By M H Ahssan
Indian patois has garnished English in heaping handfuls. I am not talking merely about words like ‘guru’ or ‘pundit’, or indeed of the powerful ‘juggernaut’. Since we are in the election season, it will be fitting to celebrate India’s contributions such as ‘booth capturing’ and ‘ballot stuffing’.
Booth capturing? Does it not sound like annexing a cosy alcove in a noisy restaurant before that arrogantly radiant couple does? Such zones are usually known as private dining areas in restaurants where English is goodly spoken, but are consecrated as ‘family rooms’ in less snooty establishments. But they would never let two male cousins into the family room. If the cousins puckishly establish their bona fide bloodline, they will learn that ‘family’ is a euphemism for ‘lovers’. Married folks don’t try
to steal intimacy in family rooms, amid faux Szechuan bric-a-brac.
Oh dear, I cannot vacillate any longer. I must regretfully get to the point that I tried to flee from when I got to the Indianisms relating to elections. I can let innocuous rambling dilute an important complain at a co-op housing society meeting. But this space is meant to truthfully record observations about our metro. So it cannot be allowed to regress into drivel. I feel particularly incensed and hurt to say this, but I must: it will be morally dishonest to claim that elections are totally free and fair in Mumbai. Sure, the system seems to work, but that is so only because many people accept its imperfections. Worse, they are plenty of people in the city who are disenfranchised by the inefficiency of the electoral process, but rationalise that the great country’s democracy will not be compromised if they do not vote.
I was one of them. I could not vote in 2004, because I had to register in a new voting zone, the electors registration office in Chandivilli could not process my papers in time. Then went to the folks in the Chandivilli office again in 2006, months before any poll was due. Once again, the officials slapped me around with Kafkaesque rigmarole. Another ritual of supplications, pleas and prayers took to me the Chandivilli branch of India’s grand electoral institution in 2007. My prayers were not answered.

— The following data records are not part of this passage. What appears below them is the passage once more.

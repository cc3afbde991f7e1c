//! Property-based tests for keystroke delay bounds

use human_writer::typing::delay::{CharClass, DelayPolicy, RandomSource, PAUSE_RANGE_MS};
use proptest::prelude::*;

/// Replays proptest-chosen fractions
struct Fractions(Vec<f64>);

impl RandomSource for Fractions {
    fn next_fraction(&mut self) -> f64 {
        self.0.remove(0)
    }
}

/// Base delays stay within the class range and pauses only ever add time
#[test]
fn test_delays_respect_class_ranges() {
    let mut runner = proptest::test_runner::TestRunner::default();

    runner
        .run(
            &(any::<char>(), 0.0..1.0f64, 0.0..1.0f64, 0.0..1.0f64),
            |(c, base, coin, pause)| {
                let mut rng = Fractions(vec![base, coin, pause]);
                let stroke = DelayPolicy.keystroke(c, &mut rng);

                prop_assert_eq!(stroke.class, CharClass::of(c));
                prop_assert!(stroke.class.base_range_ms().contains(&stroke.base_ms));
                match stroke.pause_ms {
                    Some(extra) => {
                        prop_assert!(coin < 0.05);
                        prop_assert!(PAUSE_RANGE_MS.contains(&extra));
                        prop_assert!(stroke.total_ms() > stroke.base_ms);
                    }
                    None => {
                        prop_assert!(coin >= 0.05);
                        prop_assert_eq!(stroke.total_ms(), stroke.base_ms);
                    }
                }
                prop_assert!(stroke.duration().as_nanos() > 0);
                Ok(())
            },
        )
        .unwrap();
}
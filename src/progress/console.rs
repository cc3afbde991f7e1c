//! Terminal progress sink.

use super::{ProgressSink, ProgressUpdate, PROGRESS_TITLE};
use owo_colors::OwoColorize;
use parking_lot::Mutex;
use std::io::Write;

/// Prints one line per update to stderr, prefixed with the running percentage.
#[derive(Debug)]
pub struct ConsoleProgress {
    color: bool,
    total: Mutex<f64>,
}

impl ConsoleProgress {
    pub fn new(color: bool) -> Self {
        Self {
            color,
            total: Mutex::new(0.0),
        }
    }

    fn render(&self, percent: f64, message: &str) -> String {
        let percent = format!("[{:>3.0}%]", percent);
        if self.color {
            format!("{} {} {}", percent.cyan(), PROGRESS_TITLE.bold(), message)
        } else {
            format!("{} {} {}", percent, PROGRESS_TITLE, message)
        }
    }
}

impl ProgressSink for ConsoleProgress {
    fn report(&self, update: ProgressUpdate) {
        let percent = {
            let mut total = self.total.lock();
            *total = (*total + update.increment).min(100.0);
            *total
        };
        let line = self.render(percent, &update.message);
        let _ = writeln!(std::io::stderr(), "{}", line);
    }
}
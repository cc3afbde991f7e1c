//! Typing Engine
//!
//! Replays a file's text into a document one character at a time. Each step
//! replaces the whole document with the next longer prefix of the text and
//! then waits a randomized, human-looking delay.

pub mod delay;

use crate::document::{buffer, Document, Range};
use crate::error::StorageError;
use delay::{DelayPolicy, RandomSource};
use serde::Serialize;
use std::time::Duration;
use tracing::{debug, trace};

pub use delay::{CharClass, Keystroke};

/// Pause after clearing a document, before the first keystroke
pub const SETTLE_DELAY: Duration = Duration::from_millis(100);

/// Counters collected while typing one document
#[derive(Debug, Clone, Default, PartialEq, Serialize)]
pub struct TypingStats {
    pub chars_typed: usize,
    pub edits_applied: usize,
    /// Steps where the live text already matched the typed prefix
    pub edits_skipped: usize,
    pub long_pauses: usize,
    /// Sum of all keystroke delays plus the settle delay
    pub simulated: Duration,
}

/// Outcome of a single keystroke
#[derive(Debug, Clone, Copy, PartialEq, Eq)]
pub struct Step {
    pub ch: char,
    /// False when the document already held the typed prefix
    pub applied: bool,
}

/// Progress of typing one source text into one document.
///
/// The typed text is always the first `cursor` characters of the source.
pub struct TypingSession<'a, D: Document + ?Sized> {
    document: &'a mut D,
    source: Vec<char>,
    cursor: usize,
    typed: String,
}

impl<'a, D: Document + ?Sized> TypingSession<'a, D> {
    pub fn new(document: &'a mut D, source: &str) -> Self {
        Self {
            document,
            source: source.chars().collect(),
            cursor: 0,
            typed: String::with_capacity(source.len()),
        }
    }

    pub fn cursor(&self) -> usize {
        self.cursor
    }

    pub fn typed(&self) -> &str {
        &self.typed
    }

    pub fn len(&self) -> usize {
        self.source.len()
    }

    pub fn is_empty(&self) -> bool {
        self.source.is_empty()
    }

    pub fn is_finished(&self) -> bool {
        self.cursor == self.source.len()
    }

    /// Replace the document's whole extent with the empty string.
    pub async fn clear(&mut self) -> Result<(), StorageError> {
        let range = self.live_range();
        self.document.replace(range.1, "").await
    }

    /// Type the next character, or return `None` once the source is exhausted.
    ///
    /// The document's live text is read fresh on every step; it is only
    /// rewritten when it differs from the typed prefix.
    pub async fn step(&mut self) -> Result<Option<Step>, StorageError> {
        let Some(&ch) = self.source.get(self.cursor) else {
            return Ok(None);
        };
        self.typed.push(ch);
        self.cursor += 1;

        let (live, range) = self.live_range();
        let applied = live != self.typed;
        if applied {
            self.document.replace(range, &self.typed).await?;
        }
        trace!(cursor = self.cursor, applied, "Keystroke");
        Ok(Some(Step { ch, applied }))
    }

    /// Persist the document, ending the session.
    pub async fn save(self) -> Result<(), StorageError> {
        self.document.save().await
    }

    fn live_range(&self) -> (String, Range) {
        let live = self.document.text();
        let range = buffer::full_range(&live);
        (live, range)
    }
}

/// Drives typing sessions with delays from a [`DelayPolicy`].
pub struct Typist<R> {
    policy: DelayPolicy,
    rng: R,
    settle: Duration,
}

impl<R: RandomSource + Send> Typist<R> {
    pub fn new(rng: R) -> Self {
        Self {
            policy: DelayPolicy,
            rng,
            settle: SETTLE_DELAY,
        }
    }

    /// Clear `document`, type `content` into it keystroke by keystroke, then save it.
    ///
    /// Failures from the document are returned as-is; nothing is retried.
    pub async fn type_document<D: Document + ?Sized>(
        &mut self,
        document: &mut D,
        content: &str,
    ) -> Result<TypingStats, StorageError> {
        let path = document.path().to_path_buf();
        let mut session = TypingSession::new(document, content);
        let mut stats = TypingStats::default();

        session.clear().await?;
        tokio::time::sleep(self.settle).await;
        stats.simulated += self.settle;

        while let Some(step) = session.step().await? {
            stats.chars_typed += 1;
            if step.applied {
                stats.edits_applied += 1;
            } else {
                stats.edits_skipped += 1;
            }

            let keystroke = self.policy.keystroke(step.ch, &mut self.rng);
            if keystroke.pause_ms.is_some() {
                stats.long_pauses += 1;
            }
            let delay = keystroke.duration();
            stats.simulated += delay;
            tokio::time::sleep(delay).await;
        }

        session.save().await?;
        debug!(
            path = %path.display(),
            chars = stats.chars_typed,
            skipped = stats.edits_skipped,
            "Typed document"
        );
        Ok(stats)
    }
}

This year, I decided to deploy a charm that sometimes works even better than invocation to god, the influence of babudom.
Negotiating the synapses of state power on which the journalist’s network is built, I was able to approach the chief election commissioner of Maharashtra. He called the demigods Chandivilli, who are now working out of a makeshift office in Vidyavihar, and who in turn have promised to re-enfranchise me this year. In this metro, there might be scores of people who can call the chief election commissioner to fix the niggling problem of suffrage. But my guess is there will be lakhs and lakhs who cannot even counter a rebuff from a haughty junior babu at the Chandivilli office. I know that the 3000-odd people whose voter applications were lost by the Andheri electoral registration office belong to the latter category.